As I read this thread, I keep thinking about the interview I had with Stanley Tigerman for Archeworks. We were talking about studying architecture, and he stated saying how everyone who comes out of arch school these days are glorified mechanics. They can run a workstation, or make nice models, charts, and fancy graphics, but when it comes to having a complete architectural thought they don't know where to begin. He then proceeded to start yelling at his whole office that they are mechanics.

Obviously this left me horribly scarred. I still think about it.

These days I'm thinking about it for a similar reason to rfuller -- many of my classmates show up to class without having read and digested the discussion material, or they use some fairly obscure theory to justify what they think they are doing.
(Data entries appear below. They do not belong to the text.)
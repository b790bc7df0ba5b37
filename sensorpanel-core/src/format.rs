//! Numeric-to-text conversion
//!
//! Converts integers and floats to decimal text without going through
//! `core::fmt`. Output is appended to a caller-supplied fixed-capacity
//! string; nothing is ever written past its capacity.
//!
//! Sizing: an `i32` needs at most 11 characters (sign + 10 digits). A float
//! needs sign + 10 integer digits + `.` + the requested fractional digits,
//! so [`NUMBER_TEXT_CAPACITY`] covers every float with up to 12 fractional
//! digits.

use heapless::String;

/// Longest `i32` rendering: `-2147483648`
pub const MAX_INT_CHARS: usize = 11;

/// Capacity of [`NumberText`]
pub const NUMBER_TEXT_CAPACITY: usize = 24;

/// Fixed-capacity text holding one converted number
pub type NumberText = String<NUMBER_TEXT_CAPACITY>;

/// Fractional digits actually computed; further requested digits are zeros
const MAX_SIGNIFICANT_FRACTION_DIGITS: usize = 9;

/// Formatting errors
#[derive(Debug, Clone, Copy, PartialEq, Eq)]
#[cfg_attr(feature = "defmt", derive(defmt::Format))]
pub enum FormatError {
    /// Output did not fit; the first `written` characters were kept
    Overflow { written: usize },
}

/// Appends characters until the destination is full, remembering overflow
struct Sink<'a, const N: usize> {
    out: &'a mut String<N>,
    start: usize,
    overflowed: bool,
}

impl<'a, const N: usize> Sink<'a, N> {
    fn new(out: &'a mut String<N>) -> Self {
        let start = out.len();
        Self {
            out,
            start,
            overflowed: false,
        }
    }

    fn push(&mut self, byte: u8) {
        if !self.overflowed && self.out.push(byte as char).is_err() {
            self.overflowed = true;
        }
    }

    fn push_all(&mut self, bytes: &[u8]) {
        for &b in bytes {
            self.push(b);
        }
    }

    fn finish(self) -> Result<usize, FormatError> {
        let written = self.out.len() - self.start;
        if self.overflowed {
            Err(FormatError::Overflow { written })
        } else {
            Ok(written)
        }
    }
}

/// Fill `scratch` with the decimal digits of `magnitude`, most significant
/// first, and return how many were written. Zero yields a single `0`.
fn decimal_digits(mut magnitude: u32, scratch: &mut [u8; 10]) -> usize {
    let mut count = 0;
    loop {
        scratch[count] = b'0' + (magnitude % 10) as u8;
        count += 1;
        magnitude /= 10;
        if magnitude == 0 {
            break;
        }
    }
    // Digits come out least significant first
    scratch[..count].reverse();
    count
}

/// Emit an optional sign, zero padding up to `min_digits`, then the digits
fn write_magnitude<const N: usize>(
    sink: &mut Sink<'_, N>,
    negative: bool,
    magnitude: u32,
    min_digits: usize,
) {
    let mut scratch = [0u8; 10];
    let count = decimal_digits(magnitude, &mut scratch);

    if negative {
        sink.push(b'-');
    }
    for _ in count..min_digits {
        sink.push(b'0');
    }
    sink.push_all(&scratch[..count]);
}

/// Append the decimal text of `value` to `out`
///
/// The digit count (sign excluded) is at least `min_digits`, padded with
/// leading zeros. Zero always produces at least one `0`. Negative values get
/// a single leading `-`.
///
/// Returns the number of characters written, sign included. If `out` fills
/// up, the text is truncated and [`FormatError::Overflow`] reports how much
/// was kept.
pub fn int_to_text<const N: usize>(
    value: i32,
    min_digits: usize,
    out: &mut String<N>,
) -> Result<usize, FormatError> {
    let mut sink = Sink::new(out);
    write_magnitude(&mut sink, value < 0, value.unsigned_abs(), min_digits);
    sink.finish()
}

/// Append the decimal text of `value` with `fraction_digits` digits after
/// the point
///
/// The fractional part is truncated, not rounded: `3.14159` with two digits
/// is `3.14`. The sign is emitted once, even when the integer part is zero
/// (`-0.5` becomes `-0.50`). With `fraction_digits == 0` no point is written.
///
/// The integer magnitude saturates at `u32::MAX`. Only the first nine
/// fractional digits carry information; any beyond are written as zeros.
/// Non-finite values produce `NaN`, `Inf` or `-Inf`.
pub fn float_to_text<const N: usize>(
    value: f32,
    fraction_digits: usize,
    out: &mut String<N>,
) -> Result<usize, FormatError> {
    let mut sink = Sink::new(out);

    if value.is_nan() {
        sink.push_all(b"NaN");
        return sink.finish();
    }
    if value.is_infinite() {
        let sentinel: &[u8] = if value < 0.0 { b"-Inf" } else { b"Inf" };
        sink.push_all(sentinel);
        return sink.finish();
    }

    let negative = value < 0.0;
    let magnitude = if negative { -value } else { value };

    let int_part = if magnitude >= 4_294_967_296.0 {
        u32::MAX
    } else {
        magnitude as u32
    };
    let fraction = if int_part == u32::MAX {
        0.0
    } else {
        magnitude - int_part as f32
    };

    write_magnitude(&mut sink, negative, int_part, 1);

    if fraction_digits > 0 {
        sink.push(b'.');

        let significant = fraction_digits.min(MAX_SIGNIFICANT_FRACTION_DIGITS);
        let mut scale: u32 = 1;
        for _ in 0..significant {
            scale *= 10;
        }

        let scaled = (fraction as f64 * scale as f64) as u32;
        write_magnitude(&mut sink, false, scaled.min(scale - 1), significant);

        for _ in significant..fraction_digits {
            sink.push(b'0');
        }
    }

    sink.finish()
}

/// Integer as [`NumberText`]
///
/// Any `i32` fits with up to 23 digits of padding. Wider padding is
/// truncated to the capacity and logged.
pub fn format_int(value: i32, min_digits: usize) -> NumberText {
    let mut text = NumberText::new();
    if let Err(_e) = int_to_text(value, min_digits, &mut text) {
        #[cfg(feature = "defmt")]
        defmt::warn!("Integer text truncated: {}", _e);
    }
    text
}

/// Float as [`NumberText`]
///
/// Any float fits with up to 12 fractional digits, the saturated integer
/// part included (`-4294967295.000000000000` is exactly 24 characters).
/// More digits are truncated to the capacity and logged.
pub fn format_float(value: f32, fraction_digits: usize) -> NumberText {
    let mut text = NumberText::new();
    if let Err(_e) = float_to_text(value, fraction_digits, &mut text) {
        #[cfg(feature = "defmt")]
        defmt::warn!("Float text truncated: {}", _e);
    }
    text
}

#[cfg(test)]
mod tests {
    use super::*;

    fn int(value: i32, min_digits: usize) -> (NumberText, usize) {
        let mut text = NumberText::new();
        let written = int_to_text(value, min_digits, &mut text).unwrap();
        (text, written)
    }

    fn float(value: f32, digits: usize) -> NumberText {
        let mut text = NumberText::new();
        float_to_text(value, digits, &mut text).unwrap();
        text
    }

    #[test]
    fn test_zero_is_never_empty() {
        assert_eq!(int(0, 0).0.as_str(), "0");
        assert_eq!(int(0, 1).0.as_str(), "0");
        assert_eq!(int(0, 3).0.as_str(), "000");
    }

    #[test]
    fn test_negative_padding() {
        let (text, written) = int(-5, 2);
        assert_eq!(text.as_str(), "-05");
        assert_eq!(written, 3);
    }

    #[test]
    fn test_no_padding_when_wider() {
        assert_eq!(int(2412, 1).0.as_str(), "2412");
        assert_eq!(int(-2412, 2).0.as_str(), "-2412");
    }

    #[test]
    fn test_int_extremes() {
        let (text, written) = int(i32::MIN, 1);
        assert_eq!(text.as_str(), "-2147483648");
        assert_eq!(written, MAX_INT_CHARS);
        assert_eq!(int(i32::MAX, 1).0.as_str(), "2147483647");
    }

    #[test]
    fn test_appends_after_existing_text() {
        let mut text: String<16> = String::new();
        text.push_str("Ch ").unwrap();
        let written = int_to_text(36, 1, &mut text).unwrap();
        assert_eq!(written, 2);
        assert_eq!(text.as_str(), "Ch 36");
    }

    #[test]
    fn test_int_overflow_truncates() {
        let mut text: String<3> = String::new();
        let result = int_to_text(-12345, 1, &mut text);
        assert_eq!(result, Err(FormatError::Overflow { written: 3 }));
        assert_eq!(text.as_str(), "-12");
    }

    #[test]
    fn test_float_truncates_not_rounds() {
        assert_eq!(float(3.14159, 2).as_str(), "3.14");
        assert_eq!(float(2.999, 2).as_str(), "2.99");
    }

    #[test]
    fn test_float_negative_below_one_keeps_sign() {
        assert_eq!(float(-0.5, 2).as_str(), "-0.50");
        assert_eq!(float(-0.001, 2).as_str(), "-0.00");
    }

    #[test]
    fn test_float_pads_fraction() {
        // 233.007 must keep the leading zeros of the fraction
        assert_eq!(float(233.007, 3).as_str(), "233.007");
        assert_eq!(float(1.05, 1).as_str(), "1.0");
        assert_eq!(float(-12.0, 2).as_str(), "-12.00");
    }

    #[test]
    fn test_float_without_fraction() {
        assert_eq!(float(7.9, 0).as_str(), "7");
        assert_eq!(float(-7.9, 0).as_str(), "-7");
    }

    #[test]
    fn test_float_negative_zero_is_unsigned() {
        assert_eq!(float(-0.0, 2).as_str(), "0.00");
    }

    #[test]
    fn test_float_non_finite_sentinels() {
        assert_eq!(float(f32::NAN, 2).as_str(), "NaN");
        assert_eq!(float(f32::INFINITY, 2).as_str(), "Inf");
        assert_eq!(float(f32::NEG_INFINITY, 2).as_str(), "-Inf");
    }

    #[test]
    fn test_float_saturates_integer_part() {
        assert_eq!(float(1.0e12, 1).as_str(), "4294967295.0");
        assert_eq!(float(-1.0e12, 0).as_str(), "-4294967295");
    }

    #[test]
    fn test_float_extra_fraction_digits_are_zero() {
        let text = float(0.5, 12);
        assert_eq!(text.as_str(), "0.500000000000");
    }

    #[test]
    fn test_float_overflow_truncates() {
        let mut text: String<4> = String::new();
        let result = float_to_text(1013.25, 2, &mut text);
        assert_eq!(result, Err(FormatError::Overflow { written: 4 }));
        assert_eq!(text.as_str(), "1013");
    }

    #[test]
    fn test_format_helpers() {
        assert_eq!(format_int(-7, 3).as_str(), "-007");
        assert_eq!(format_float(328.08399, 2).as_str(), "328.08");
    }

    #[test]
    fn test_format_int_truncates_huge_padding() {
        let text = format_int(1, 40);
        assert_eq!(text.len(), NUMBER_TEXT_CAPACITY);
    }

    #[test]
    fn test_number_text_holds_worst_case() {
        let mut text = NumberText::new();
        assert_eq!(float_to_text(-f32::MAX, 12, &mut text), Ok(NUMBER_TEXT_CAPACITY));
        assert_eq!(text.as_str(), "-4294967295.000000000000");
        assert_eq!(format_float(-f32::MAX, 12), text);

        let mut text = NumberText::new();
        assert_eq!(int_to_text(i32::MIN, 23, &mut text), Ok(NUMBER_TEXT_CAPACITY));
        assert_eq!(format_int(i32::MIN, 23), text);
    }

    #[test]
    fn test_wrappers_truncate_past_capacity() {
        let text = format_float(1.5, 20);
        assert_eq!(text.len(), NUMBER_TEXT_CAPACITY);
        assert!(text.starts_with("1.5000"));

        let text = format_int(-7, 30);
        assert_eq!(text.len(), NUMBER_TEXT_CAPACITY);
        assert!(text.starts_with("-000"));
    }
}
One or two can actually do a Yeoman's job at it, but others can't even use a handsaw to cut a block of basswood to dimension for a site model.

Now I dig the idea that we all keep learning, and that having a happy life means keeping loose about things. But, an architect has to get dozens, if not hundreds of people to work together to make something awesome (Stanley would say it has to have Aura). Don't you owe it to those people to have some idea what you are doing?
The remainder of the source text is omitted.